Start of Block
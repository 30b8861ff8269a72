//! Outcome types produced by the execution engine

use serde::{Deserialize, Serialize};

use crate::domain::node::{ConfigMap, NodeType};
use crate::domain::record::RecordSet;

/// What a destination node produced
///
/// `LocalFile` means nothing was written: the caller has to serialize `data`
/// according to `config` and deliver it itself.
#[derive(Debug, Clone, PartialEq, Serialize, Deserialize)]
#[serde(tag = "type", rename_all = "snake_case")]
pub enum DestinationResult {
    #[serde(rename_all = "camelCase")]
    Passthrough { record_count: u64 },
    LocalFile { data: RecordSet, config: ConfigMap },
}

impl DestinationResult {
    pub fn record_count(&self) -> u64 {
        match self {
            DestinationResult::Passthrough { record_count } => *record_count,
            DestinationResult::LocalFile { data, .. } => data.len() as u64,
        }
    }

    pub fn kind(&self) -> &'static str {
        match self {
            DestinationResult::Passthrough { .. } => "passthrough",
            DestinationResult::LocalFile { .. } => "local_file",
        }
    }
}

/// Per-node result accumulated by the engine
#[derive(Debug, Clone, PartialEq, Serialize, Deserialize)]
#[serde(rename_all = "camelCase")]
pub struct NodeOutcome {
    pub node_id: String,
    pub node_name: String,
    pub node_type: NodeType,
    pub result: NodeResult,
}

#[derive(Debug, Clone, PartialEq, Serialize, Deserialize)]
#[serde(tag = "status", rename_all = "snake_case")]
pub enum NodeResult {
    Completed { summary: String },
    Failed { message: String },
    Skipped { reason: String },
}

impl NodeOutcome {
    pub fn is_failure(&self) -> bool {
        matches!(self.result, NodeResult::Failed { .. })
    }
}

/// Result of one `PipelineEngine::execute` call
#[derive(Debug, Clone, PartialEq, Serialize, Deserialize)]
#[serde(rename_all = "camelCase")]
pub struct ExecutionOutcome {
    pub success: bool,
    pub records_processed: u64,
    pub errors_count: u64,
    pub destination_result: Option<DestinationResult>,
    pub records: RecordSet,
    pub nodes: Vec<NodeOutcome>,
}

impl ExecutionOutcome {
    /// Downloadable payload, present only for `local_file` destinations
    pub fn download(&self) -> Option<(&RecordSet, &ConfigMap)> {
        match &self.destination_result {
            Some(DestinationResult::LocalFile { data, config }) => Some((data, config)),
            _ => None,
        }
    }
}
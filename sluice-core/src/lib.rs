//! Sluice Core
//!
//! Core types and abstractions for the Sluice data pipeline system.
//!
//! This crate contains:
//! - Domain types: Core business entities (Pipeline, Node, Connection, Execution, records)
//! - DTOs: Data transfer objects for the HTTP surface and the CLI

pub mod domain;
pub mod dto;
End of Block
Could you quote the material above in full, exactly as it stands?

repository 30b8861ff8269a72
//! Outcome types produced by the execution engine

use serde::{Deserialize, Serialize};

use crate::domain::node::{ConfigMap, NodeType};
use crate::domain::record::RecordSet;

/// What a destination node produced
///
/// `LocalFile` means nothing was written: the caller has to serialize `data`
/// according to `config` and deliver it itself.
#[derive(Debug, Clone, PartialEq, Serialize, Deserialize)]
#[serde(tag = "type", rename_all = "snake_case")]
pub enum DestinationResult {
    #[serde(rename_all = "camelCase")]
    Passthrough { record_count: u64 },
    LocalFile { data: RecordSet, config: ConfigMap },
}

impl DestinationResult {
    pub fn record_count(&self) -> u64 {
        match self {
            DestinationResult::Passthrough { record_count } => *record_count,
            DestinationResult::LocalFile { data, .. } => data.len() as u64,
        }
    }

    pub fn kind(&self) -> &'static str {
        match self {
            DestinationResult::Passthrough { .. } => "passthrough",
            DestinationResult::LocalFile { .. } => "local_file",
        }
    }
}

/// Per-node result accumulated by the engine
#[derive(Debug, Clone, PartialEq, Serialize, Deserialize)]
#[serde(rename_all = "camelCase")]
pub struct NodeOutcome {
    pub node_id: String,
    pub node_name: String,
    pub node_type: NodeType,
    pub result: NodeResult,
}

#[derive(Debug, Clone, PartialEq, Serialize, Deserialize)]
#[serde(tag = "status", rename_all = "snake_case")]
pub enum NodeResult {
    Completed { summary: String },
    Failed { message: String },
    Skipped { reason: String },
}

impl NodeOutcome {
    pub fn is_failure(&self) -> bool {
        matches!(self.result, NodeResult::Failed { .. })
    }
}

/// Result of one `PipelineEngine::execute` call
#[derive(Debug, Clone, PartialEq, Serialize, Deserialize)]
#[serde(rename_all = "camelCase")]
pub struct ExecutionOutcome {
    pub success: bool,
    pub records_processed: u64,
    pub errors_count: u64,
    pub destination_result: Option<DestinationResult>,
    pub records: RecordSet,
    pub nodes: Vec<NodeOutcome>,
}

impl ExecutionOutcome {
    /// Downloadable payload, present only for `local_file` destinations
    pub fn download(&self) -> Option<(&RecordSet, &ConfigMap)> {
        match &self.destination_result {
            Some(DestinationResult::LocalFile { data, config }) => Some((data, config)),
            _ => None,
        }
    }
}
filename sluice-core/src/lib.rs
//! Sluice Core
//!
//! Core types and abstractions for the Sluice data pipeline system.
//!
//! This crate contains:
//! - Domain types: Core business entities (Pipeline, Node, Connection, Execution, records)
//! - DTOs: Data transfer objects for the HTTP surface and the CLI

pub mod domain;
pub mod dto;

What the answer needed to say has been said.